■ **WHAT TO WORK ON**: Every line below containing the word "fits" should be found and copied.

■ **THE RECORDS**:
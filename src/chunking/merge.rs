//! Separator splitting and size-bounded merging.
//!
//! Every separator-based splitter works in two steps: cut the text at a
//! separator ([`Separator::split`]), then greedily pack the pieces back into
//! chunks no longer than `chunk_size`, carrying a tail of each chunk into the
//! next one as overlap ([`ChunkPacker::merge_splits`]).

use crate::chunking::config::{KeepSeparator, LengthFunction, SplitterConfig};
use crate::error::{ConfigError, Result};
use regex::Regex;
use std::collections::VecDeque;
use tracing::warn;

/// A compiled separator.
#[derive(Debug, Clone)]
pub enum Separator {
    /// The empty separator: split into individual characters.
    Empty,
    /// A literal string.
    Literal(String),
    /// A regular expression.
    Pattern(Regex),
}

impl Separator {
    /// Compiles a separator, treating it as a regex when `is_regex` is set.
    ///
    /// # Errors
    ///
    /// Returns [`ConfigError::InvalidSeparator`] if the pattern does not compile.
    pub fn compile(raw: &str, is_regex: bool) -> std::result::Result<Self, ConfigError> {
        if raw.is_empty() {
            return Ok(Self::Empty);
        }
        if !is_regex {
            return Ok(Self::Literal(raw.to_string()));
        }
        Regex::new(raw)
            .map(Self::Pattern)
            .map_err(|e| ConfigError::InvalidSeparator {
                pattern: raw.to_string(),
                reason: e.to_string(),
            })
    }

    /// Returns `true` for the empty separator.
    #[must_use]
    pub const fn is_empty(&self) -> bool {
        matches!(self, Self::Empty)
    }

    /// Returns `true` if the separator occurs in `text`. The empty separator
    /// always matches.
    #[must_use]
    pub fn is_match(&self, text: &str) -> bool {
        match self {
            Self::Empty => true,
            Self::Literal(literal) => text.contains(literal.as_str()),
            Self::Pattern(regex) => regex.is_match(text),
        }
    }

    /// Text used to glue pieces back together during merging.
    ///
    /// Kept separators already live inside the pieces, so the glue is empty.
    /// Regex matches vary, so a discarded regex separator also glues with
    /// the empty string.
    #[must_use]
    pub fn glue(&self, keep: KeepSeparator) -> &str {
        match self {
            Self::Literal(literal) if !keep.is_kept() => literal.as_str(),
            _ => "",
        }
    }

    fn spans(&self, text: &str) -> Vec<(usize, usize)> {
        match self {
            Self::Empty => Vec::new(),
            Self::Literal(literal) => text
                .match_indices(literal.as_str())
                .map(|(start, m)| (start, start + m.len()))
                .collect(),
            Self::Pattern(regex) => regex.find_iter(text).map(|m| (m.start(), m.end())).collect(),
        }
    }

    /// Splits `text` at every occurrence, placing matches according to
    /// `keep`. Empty pieces are dropped.
    ///
    /// # Examples
    ///
    /// ```
    /// use ragkit::chunking::{KeepSeparator, Separator};
    ///
    /// let sep = Separator::compile(", ", false).unwrap();
    /// assert_eq!(sep.split("a, b", KeepSeparator::None), vec!["a", "b"]);
    /// assert_eq!(sep.split("a, b", KeepSeparator::Start), vec!["a", ", b"]);
    /// assert_eq!(sep.split("a, b", KeepSeparator::End), vec!["a, ", "b"]);
    /// ```
    #[must_use]
    pub fn split(&self, text: &str, keep: KeepSeparator) -> Vec<String> {
        if self.is_empty() {
            return text.chars().map(String::from).collect();
        }

        let mut pieces = Vec::new();
        let mut last = 0;
        for (start, end) in self.spans(text) {
            let (piece_end, next_start) = match keep {
                KeepSeparator::None => (start, end),
                KeepSeparator::Start => (start, start),
                KeepSeparator::End => (end, end),
            };
            if piece_end > last {
                pieces.push(text[last..piece_end].to_string());
            }
            last = next_start.max(last);
        }
        if last < text.len() {
            pieces.push(text[last..].to_string());
        }
        pieces
    }
}

/// Greedy packer shared by the separator-based splitters.
#[derive(Debug, Clone)]
pub struct ChunkPacker {
    chunk_size: usize,
    chunk_overlap: usize,
    length: LengthFunction,
    strip_whitespace: bool,
}

impl ChunkPacker {
    /// Builds a packer from a validated configuration.
    ///
    /// # Errors
    ///
    /// Returns an error if the size/overlap pair is invalid or the length
    /// function cannot be resolved.
    pub fn from_config(config: &SplitterConfig) -> Result<Self> {
        config.validate()?;
        Ok(Self {
            chunk_size: config.chunk_size,
            chunk_overlap: config.chunk_overlap,
            length: config.resolve_length_function()?,
            strip_whitespace: config.strip_whitespace,
        })
    }

    /// Replaces the length function.
    #[must_use]
    pub fn with_length_function(mut self, length: LengthFunction) -> Self {
        self.length = length;
        self
    }

    /// Maximum chunk length.
    #[must_use]
    pub const fn chunk_size(&self) -> usize {
        self.chunk_size
    }

    /// Overlap between consecutive chunks.
    #[must_use]
    pub const fn chunk_overlap(&self) -> usize {
        self.chunk_overlap
    }

    /// Measures `text` with the configured length function.
    ///
    /// # Errors
    ///
    /// Returns a collaborator error if the length function fails.
    pub fn measure(&self, text: &str) -> Result<usize> {
        self.length.measure(text)
    }

    /// Packs pieces into chunks of at most `chunk_size`, joined by `glue`.
    ///
    /// When a chunk is closed, the next one starts from the shortest tail of
    /// the closed chunk's pieces covering `chunk_overlap`, minus any leading
    /// pieces that would push the next chunk past `chunk_size`. A single piece
    /// longer than `chunk_size` is emitted as its own oversized chunk and a
    /// warning is logged.
    ///
    /// # Errors
    ///
    /// Returns a collaborator error if the length function fails.
    pub fn merge_splits<S: AsRef<str>>(&self, splits: &[S], glue: &str) -> Result<Vec<String>> {
        let glue_len = self.measure(glue)?;
        let mut docs = Vec::new();
        let mut window: VecDeque<(&str, usize)> = VecDeque::new();
        let mut total = 0usize;

        for split in splits {
            let piece = split.as_ref();
            let len = self.measure(piece)?;
            let joined_glue = if window.is_empty() { 0 } else { glue_len };

            if total + joined_glue + len > self.chunk_size && !window.is_empty() {
                if total > self.chunk_size {
                    warn!(
                        length = total,
                        chunk_size = self.chunk_size,
                        "created a chunk longer than the specified size"
                    );
                }
                if let Some(doc) = self.join(&window, glue) {
                    docs.push(doc);
                }

                while let Some(&(_, front_len)) = window.front() {
                    let front_glue = if window.len() > 1 { glue_len } else { 0 };
                    let rest = total.saturating_sub(front_len + front_glue);
                    let fits = total + glue_len + len <= self.chunk_size;
                    if fits && rest < self.chunk_overlap {
                        break;
                    }
                    window.pop_front();
                    total = rest;
                }
            }

            window.push_back((piece, len));
            total += len + if window.len() > 1 { glue_len } else { 0 };
        }

        if total > self.chunk_size {
            warn!(
                length = total,
                chunk_size = self.chunk_size,
                "created a chunk longer than the specified size"
            );
        }
        if let Some(doc) = self.join(&window, glue) {
            docs.push(doc);
        }
        Ok(docs)
    }

    /// Joins a window of pieces, trimming if configured. Returns `None` for
    /// chunks that end up empty.
    fn join(&self, window: &VecDeque<(&str, usize)>, glue: &str) -> Option<String> {
        let joined = window.iter().map(|(s, _)| *s).collect::<Vec<_>>().join(glue);
        let text = if self.strip_whitespace {
            joined.trim().to_string()
        } else {
            joined
        };
        (!text.is_empty()).then_some(text)
    }
}
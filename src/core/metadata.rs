//! Document metadata.
//!
//! Metadata is an ordered map of string keys to scalar values. It is opaque to
//! the splitters: they copy it onto every chunk and only ever add keys
//! (markdown header labels, `start_index`).

use serde::{Deserialize, Serialize};
use std::collections::BTreeMap;
use std::fmt;

/// Metadata attached to a document or chunk.
pub type Metadata = BTreeMap<String, MetadataValue>;

/// Scalar metadata value.
///
/// Serialized untagged so metadata round-trips through plain JSON objects
/// such as `{"source": "notes.md", "page": 3}`.
///
/// # Examples
///
/// ```
/// use ragkit::core::MetadataValue;
///
/// let value: MetadataValue = "lecture01.pdf".into();
/// assert_eq!(value.as_str(), Some("lecture01.pdf"));
/// ```
#[derive(Debug, Clone, PartialEq, Serialize, Deserialize)]
#[serde(untagged)]
pub enum MetadataValue {
    /// Boolean value.
    Boolean(bool),

    /// Integer value (i64).
    Integer(i64),

    /// Floating point value (f64).
    Float(f64),

    /// String value.
    String(String),

    /// Null/None value.
    Null,
}

impl MetadataValue {
    /// Returns the string payload, if this is a string.
    #[must_use]
    pub fn as_str(&self) -> Option<&str> {
        match self {
            Self::String(s) => Some(s),
            _ => None,
        }
    }

    /// Returns the integer payload, if this is an integer.
    #[must_use]
    pub const fn as_i64(&self) -> Option<i64> {
        match self {
            Self::Integer(n) => Some(*n),
            _ => None,
        }
    }
}

impl fmt::Display for MetadataValue {
    fn fmt(&self, f: &mut fmt::Formatter<'_>) -> fmt::Result {
        match self {
            Self::Boolean(b) => write!(f, "{b}"),
            Self::Integer(n) => write!(f, "{n}"),
            Self::Float(x) => write!(f, "{x}"),
            Self::String(s) => f.write_str(s),
            Self::Null => f.write_str("null"),
        }
    }
}

impl From<String> for MetadataValue {
    fn from(s: String) -> Self {
        Self::String(s)
    }
}

impl From<&str> for MetadataValue {
    fn from(s: &str) -> Self {
        Self::String(s.to_string())
    }
}

impl From<i64> for MetadataValue {
    fn from(n: i64) -> Self {
        Self::Integer(n)
    }
}

impl From<i32> for MetadataValue {
    fn from(n: i32) -> Self {
        Self::Integer(i64::from(n))
    }
}

impl From<usize> for MetadataValue {
    #[allow(clippy::cast_precision_loss)]
    fn from(n: usize) -> Self {
        i64::try_from(n).map_or(Self::Float(n as f64), Self::Integer)
    }
}

impl From<f64> for MetadataValue {
    fn from(n: f64) -> Self {
        Self::Float(n)
    }
}

impl From<bool> for MetadataValue {
    fn from(b: bool) -> Self {
        Self::Boolean(b)
    }
}

impl<T: Into<Self>> From<Option<T>> for MetadataValue {
    fn from(opt: Option<T>) -> Self {
        opt.map_or(Self::Null, Into::into)
    }
}
//! Token counting collaborators.
//!
//! Token counting is injected, never hard-wired: the splitters and the
//! token-budgeted memories only see the [`TokenCounter`] and [`Tokenizer`]
//! traits. Two deterministic implementations ship with the crate for offline
//! use and tests:
//!
//! - [`HeuristicTokenCounter`]: ~4 bytes per token, rounded up
//! - [`WordTokenizer`]: Unicode word-boundary segments, one token each

mod heuristic;
mod word;

pub use heuristic::HeuristicTokenCounter;
pub use word::WordTokenizer;

use crate::error::{BoxError, ConfigError, Result};
use std::sync::Arc;

/// Counts tokens in a piece of text.
///
/// Implementations must be deterministic for a fixed model/encoding and
/// thread-safe (`Send + Sync`) so splitters holding one stay shareable.
///
/// # Examples
///
/// ```
/// use ragkit::tokens::{HeuristicTokenCounter, TokenCounter};
///
/// let counter = HeuristicTokenCounter::new();
/// assert_eq!(counter.count_tokens("hello").unwrap(), 2);
/// ```
pub trait TokenCounter: Send + Sync {
    /// Returns the number of tokens in `text`.
    ///
    /// # Errors
    ///
    /// Returns the collaborator's own error if counting fails.
    fn count_tokens(&self, text: &str) -> std::result::Result<usize, BoxError>;

    /// Returns the name of the counter.
    fn name(&self) -> &'static str;
}

/// Splits text into tokens.
///
/// Concatenating the returned tokens must reproduce the input exactly, so a
/// window of tokens decodes back to a substring of the text.
pub trait Tokenizer: TokenCounter {
    /// Tokenizes `text`.
    ///
    /// # Errors
    ///
    /// Returns the collaborator's own error if tokenization fails.
    fn tokenize(&self, text: &str) -> std::result::Result<Vec<String>, BoxError>;
}

/// Adapts a closure into a [`TokenCounter`].
///
/// # Examples
///
/// ```
/// use ragkit::tokens::{FnTokenCounter, TokenCounter};
///
/// let words = FnTokenCounter::new(|text| Ok(text.split_whitespace().count()));
/// assert_eq!(words.count_tokens("a b c").unwrap(), 3);
/// ```
pub struct FnTokenCounter<F> {
    count: F,
}

impl<F> FnTokenCounter<F>
where
    F: Fn(&str) -> std::result::Result<usize, BoxError> + Send + Sync,
{
    /// Wraps the given counting function.
    pub const fn new(count: F) -> Self {
        Self { count }
    }
}

impl<F> TokenCounter for FnTokenCounter<F>
where
    F: Fn(&str) -> std::result::Result<usize, BoxError> + Send + Sync,
{
    fn count_tokens(&self, text: &str) -> std::result::Result<usize, BoxError> {
        (self.count)(text)
    }

    fn name(&self) -> &'static str {
        "custom"
    }
}

/// Creates a built-in token counter by name.
///
/// # Errors
///
/// Returns [`ConfigError::InvalidValue`] if the name is not recognized.
pub fn create_token_counter(name: &str) -> Result<Arc<dyn Tokenizer>> {
    match name.to_lowercase().as_str() {
        "heuristic" => Ok(Arc::new(HeuristicTokenCounter::new())),
        "word" | "words" => Ok(Arc::new(WordTokenizer::new())),
        _ => Err(ConfigError::InvalidValue {
            reason: format!("unknown token counter: {name}"),
        }
        .into()),
    }
}

/// Lists available built-in token counter names.
#[must_use]
pub fn available_token_counters() -> Vec<&'static str> {
    vec!["heuristic", "word"]
}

■ **FINISHED EXERCISE**:
                    let fits = total + glue_len + len <= self.chunk_size;
                    if fits && rest < self.chunk_overlap {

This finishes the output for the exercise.